## Items from a dataset
== Segment start ==

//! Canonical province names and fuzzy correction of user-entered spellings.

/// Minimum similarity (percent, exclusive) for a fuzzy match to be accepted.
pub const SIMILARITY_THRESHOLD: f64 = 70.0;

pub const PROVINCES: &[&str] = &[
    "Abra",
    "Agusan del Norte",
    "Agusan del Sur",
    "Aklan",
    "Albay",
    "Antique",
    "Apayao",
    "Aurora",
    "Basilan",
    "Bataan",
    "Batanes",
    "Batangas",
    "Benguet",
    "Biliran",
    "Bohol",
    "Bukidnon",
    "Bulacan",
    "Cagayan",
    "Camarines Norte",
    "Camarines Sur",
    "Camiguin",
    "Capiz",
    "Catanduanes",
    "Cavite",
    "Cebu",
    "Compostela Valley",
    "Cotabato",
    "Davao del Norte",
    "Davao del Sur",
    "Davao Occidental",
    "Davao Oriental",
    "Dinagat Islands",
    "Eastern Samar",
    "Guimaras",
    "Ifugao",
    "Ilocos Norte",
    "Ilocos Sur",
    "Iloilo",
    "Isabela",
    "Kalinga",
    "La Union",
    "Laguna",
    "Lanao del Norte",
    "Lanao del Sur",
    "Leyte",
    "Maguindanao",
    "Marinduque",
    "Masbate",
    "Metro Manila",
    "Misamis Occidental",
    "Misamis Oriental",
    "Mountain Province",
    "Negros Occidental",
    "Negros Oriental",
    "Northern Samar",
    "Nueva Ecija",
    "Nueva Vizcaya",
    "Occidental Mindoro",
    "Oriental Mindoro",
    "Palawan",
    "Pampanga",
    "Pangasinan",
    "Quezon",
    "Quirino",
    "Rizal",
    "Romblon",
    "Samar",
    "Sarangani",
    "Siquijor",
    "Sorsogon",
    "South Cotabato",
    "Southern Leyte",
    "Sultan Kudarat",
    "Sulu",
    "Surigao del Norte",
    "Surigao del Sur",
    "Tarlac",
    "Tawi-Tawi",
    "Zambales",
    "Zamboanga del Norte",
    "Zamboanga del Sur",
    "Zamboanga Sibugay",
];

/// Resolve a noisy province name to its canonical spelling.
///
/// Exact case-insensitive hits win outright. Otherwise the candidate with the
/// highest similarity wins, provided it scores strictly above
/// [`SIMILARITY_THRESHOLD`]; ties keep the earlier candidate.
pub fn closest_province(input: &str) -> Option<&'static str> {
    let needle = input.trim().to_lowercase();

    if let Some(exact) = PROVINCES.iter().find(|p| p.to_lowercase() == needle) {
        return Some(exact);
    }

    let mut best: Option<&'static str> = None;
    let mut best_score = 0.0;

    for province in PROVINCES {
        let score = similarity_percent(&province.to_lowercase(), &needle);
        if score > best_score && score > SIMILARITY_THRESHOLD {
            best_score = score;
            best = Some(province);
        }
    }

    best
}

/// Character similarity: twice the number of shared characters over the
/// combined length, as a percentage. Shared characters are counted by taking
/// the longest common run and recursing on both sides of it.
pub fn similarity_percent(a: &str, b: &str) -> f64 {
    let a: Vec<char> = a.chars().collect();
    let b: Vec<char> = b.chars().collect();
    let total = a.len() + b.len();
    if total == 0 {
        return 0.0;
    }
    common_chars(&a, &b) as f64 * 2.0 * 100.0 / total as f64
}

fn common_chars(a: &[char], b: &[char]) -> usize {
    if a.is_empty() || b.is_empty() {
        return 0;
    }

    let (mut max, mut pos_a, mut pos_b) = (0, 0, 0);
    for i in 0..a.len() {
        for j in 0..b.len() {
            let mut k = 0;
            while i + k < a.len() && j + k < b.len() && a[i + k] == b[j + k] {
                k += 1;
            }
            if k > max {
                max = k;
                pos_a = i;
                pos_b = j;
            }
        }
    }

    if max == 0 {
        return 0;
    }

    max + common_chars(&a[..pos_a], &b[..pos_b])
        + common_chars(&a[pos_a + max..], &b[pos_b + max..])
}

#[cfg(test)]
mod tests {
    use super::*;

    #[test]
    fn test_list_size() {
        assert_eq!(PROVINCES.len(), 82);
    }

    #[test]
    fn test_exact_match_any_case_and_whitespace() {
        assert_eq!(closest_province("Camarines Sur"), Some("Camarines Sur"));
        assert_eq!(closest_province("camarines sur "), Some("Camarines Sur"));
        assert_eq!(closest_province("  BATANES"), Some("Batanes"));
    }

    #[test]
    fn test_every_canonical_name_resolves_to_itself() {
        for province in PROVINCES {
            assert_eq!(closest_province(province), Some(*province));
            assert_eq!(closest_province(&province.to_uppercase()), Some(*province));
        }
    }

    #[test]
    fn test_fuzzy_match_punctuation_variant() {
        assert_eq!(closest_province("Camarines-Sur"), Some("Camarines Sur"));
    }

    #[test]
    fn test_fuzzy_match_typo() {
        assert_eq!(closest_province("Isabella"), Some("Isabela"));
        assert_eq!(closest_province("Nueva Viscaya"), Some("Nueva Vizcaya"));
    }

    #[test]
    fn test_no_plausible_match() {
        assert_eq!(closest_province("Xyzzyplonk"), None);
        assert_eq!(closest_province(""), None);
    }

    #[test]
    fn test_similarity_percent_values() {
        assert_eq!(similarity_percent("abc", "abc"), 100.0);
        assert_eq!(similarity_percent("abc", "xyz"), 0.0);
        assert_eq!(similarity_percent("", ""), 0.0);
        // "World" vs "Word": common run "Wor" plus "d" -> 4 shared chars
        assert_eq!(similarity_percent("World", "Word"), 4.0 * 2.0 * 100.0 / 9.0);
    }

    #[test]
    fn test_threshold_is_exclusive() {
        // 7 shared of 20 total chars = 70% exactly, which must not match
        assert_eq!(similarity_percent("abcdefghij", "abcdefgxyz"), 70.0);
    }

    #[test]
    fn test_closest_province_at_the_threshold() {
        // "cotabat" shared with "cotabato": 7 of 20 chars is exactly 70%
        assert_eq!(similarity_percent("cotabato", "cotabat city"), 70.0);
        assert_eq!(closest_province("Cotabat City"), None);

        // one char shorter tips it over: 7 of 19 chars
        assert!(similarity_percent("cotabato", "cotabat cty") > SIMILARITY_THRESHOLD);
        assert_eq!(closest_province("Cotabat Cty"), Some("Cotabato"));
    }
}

== Segment end ==

## Required action
Copy the records above, keeping every word the same.

## Result of this exercise
//! Canonical province names and fuzzy correction of user-entered spellings.

/// Minimum similarity (percent, exclusive) for a fuzzy match to be accepted.
pub const SIMILARITY_THRESHOLD: f64 = 70.0;

pub const PROVINCES: &[&str] = &[
    "Abra",
    "Agusan del Norte",
    "Agusan del Sur",
    "Aklan",
    "Albay",
    "Antique",
    "Apayao",
    "Aurora",
    "Basilan",
    "Bataan",
    "Batanes",
    "Batangas",
    "Benguet",
    "Biliran",
    "Bohol",
    "Bukidnon",
    "Bulacan",
    "Cagayan",
    "Camarines Norte",
    "Camarines Sur",
    "Camiguin",
    "Capiz",
    "Catanduanes",
    "Cavite",
    "Cebu",
    "Compostela Valley",
    "Cotabato",
    "Davao del Norte",
    "Davao del Sur",
    "Davao Occidental",
    "Davao Oriental",
    "Dinagat Islands",
    "Eastern Samar",
    "Guimaras",
    "Ifugao",
    "Ilocos Norte",
    "Ilocos Sur",
    "Iloilo",
    "Isabela",
    "Kalinga",
    "La Union",
    "Laguna",
    "Lanao del Norte",
    "Lanao del Sur",
    "Leyte",
    "Maguindanao",
    "Marinduque",
    "Masbate",
    "Metro Manila",
    "Misamis Occidental",
    "Misamis Oriental",
    "Mountain Province",
    "Negros Occidental",
    "Negros Oriental",
    "Northern Samar",
    "Nueva Ecija",
    "Nueva Vizcaya",
    "Occidental Mindoro",
    "Oriental Mindoro",
    "Palawan",
    "Pampanga",
    "Pangasinan",
    "Quezon",
    "Quirino",
    "Rizal",
    "Romblon",
    "Samar",
    "Sarangani",
    "Siquijor",
    "Sorsogon",
    "South Cotabato",
    "Southern Leyte",
    "Sultan Kudarat",
    "Sulu",
    "Surigao del Norte",
    "Surigao del Sur",
    "Tarlac",
    "Tawi-Tawi",
    "Zambales",
    "Zamboanga del Norte",
    "Zamboanga del Sur",
    "Zamboanga Sibugay",
];

/// Resolve a noisy province name to its canonical spelling.
///
/// Exact case-insensitive hits win outright. Otherwise the candidate with the
/// highest similarity wins, provided it scores strictly above
/// [`SIMILARITY_THRESHOLD`]; ties keep the earlier candidate.
pub fn closest_province(input: &str) -> Option<&'static str> {
    let needle = input.trim().to_lowercase();

    if let Some(exact) = PROVINCES.iter().find(|p| p.to_lowercase() == needle) {
        return Some(exact);
    }

    let mut best: Option<&'static str> = None;
    let mut best_score = 0.0;

    for province in PROVINCES {
        let score = similarity_percent(&province.to_lowercase(), &needle);
        if score > best_score && score > SIMILARITY_THRESHOLD {
            best_score = score;
            best = Some(province);
        }
    }

    best
}

/// Character similarity: twice the number of shared characters over the
/// combined length, as a percentage. Shared characters are counted by taking
/// the longest common run and recursing on both sides of it.
pub fn similarity_percent(a: &str, b: &str) -> f64 {
    let a: Vec<char> = a.chars().collect();
    let b: Vec<char> = b.chars().collect();
    let total = a.len() + b.len();
    if total == 0 {
        return 0.0;
    }
    common_chars(&a, &b) as f64 * 2.0 * 100.0 / total as f64
}

fn common_chars(a: &[char], b: &[char]) -> usize {
    if a.is_empty() || b.is_empty() {
        return 0;
    }

    let (mut max, mut pos_a, mut pos_b) = (0, 0, 0);
    for i in 0..a.len() {
        for j in 0..b.len() {
            let mut k = 0;
            while i + k < a.len() && j + k < b.len() && a[i + k] == b[j + k] {
                k += 1;
            }
            if k > max {
                max = k;
                pos_a = i;
                pos_b = j;
            }
        }
    }

    if max == 0 {
        return 0;
    }

    max + common_chars(&a[..pos_a], &b[..pos_b])
        + common_chars(&a[pos_a + max..], &b[pos_b + max..])
}

#[cfg(test)]
mod tests {
    use super::*;

    #[test]
    fn test_list_size() {
        assert_eq!(PROVINCES.len(), 82);
    }

    #[test]
    fn test_exact_match_any_case_and_whitespace() {
        assert_eq!(closest_province("Camarines Sur"), Some("Camarines Sur"));
        assert_eq!(closest_province("camarines sur "), Some("Camarines Sur"));
        assert_eq!(closest_province("  BATANES"), Some("Batanes"));
    }

    #[test]
    fn test_every_canonical_name_resolves_to_itself() {
        for province in PROVINCES {
            assert_eq!(closest_province(province), Some(*province));
            assert_eq!(closest_province(&province.to_uppercase()), Some(*province));
        }
    }

    #[test]
    fn test_fuzzy_match_punctuation_variant() {
        assert_eq!(closest_province("Camarines-Sur"), Some("Camarines Sur"));
    }

    #[test]
    fn test_fuzzy_match_typo() {
        assert_eq!(closest_province("Isabella"), Some("Isabela"));
        assert_eq!(closest_province("Nueva Viscaya"), Some("Nueva Vizcaya"));
    }

    #[test]
    fn test_no_plausible_match() {
        assert_eq!(closest_province("Xyzzyplonk"), None);
        assert_eq!(closest_province(""), None);
    }

    #[test]
    fn test_similarity_percent_values() {
        assert_eq!(similarity_percent("abc", "abc"), 100.0);
        assert_eq!(similarity_percent("abc", "xyz"), 0.0);
        assert_eq!(similarity_percent("", ""), 0.0);
        // "World" vs "Word": common run "Wor" plus "d" -> 4 shared chars
        assert_eq!(similarity_percent("World", "Word"), 4.0 * 2.0 * 100.0 / 9.0);
    }

    #[test]
    fn test_threshold_is_exclusive() {
        // 7 shared of 20 total chars = 70% exactly, which must not match
        assert_eq!(similarity_percent("abcdefghij", "abcdefgxyz"), 70.0);
    }

    #[test]
    fn test_closest_province_at_the_threshold() {
        // "cotabat" shared with "cotabato": 7 of 20 chars is exactly 70%
        assert_eq!(similarity_percent("cotabato", "cotabat city"), 70.0);
        assert_eq!(closest_province("Cotabat City"), None);

        // one char shorter tips it over: 7 of 19 chars
        assert!(similarity_percent("cotabato", "cotabat cty") > SIMILARITY_THRESHOLD);
        assert_eq!(closest_province("Cotabat Cty"), Some("Cotabato"));
    }
}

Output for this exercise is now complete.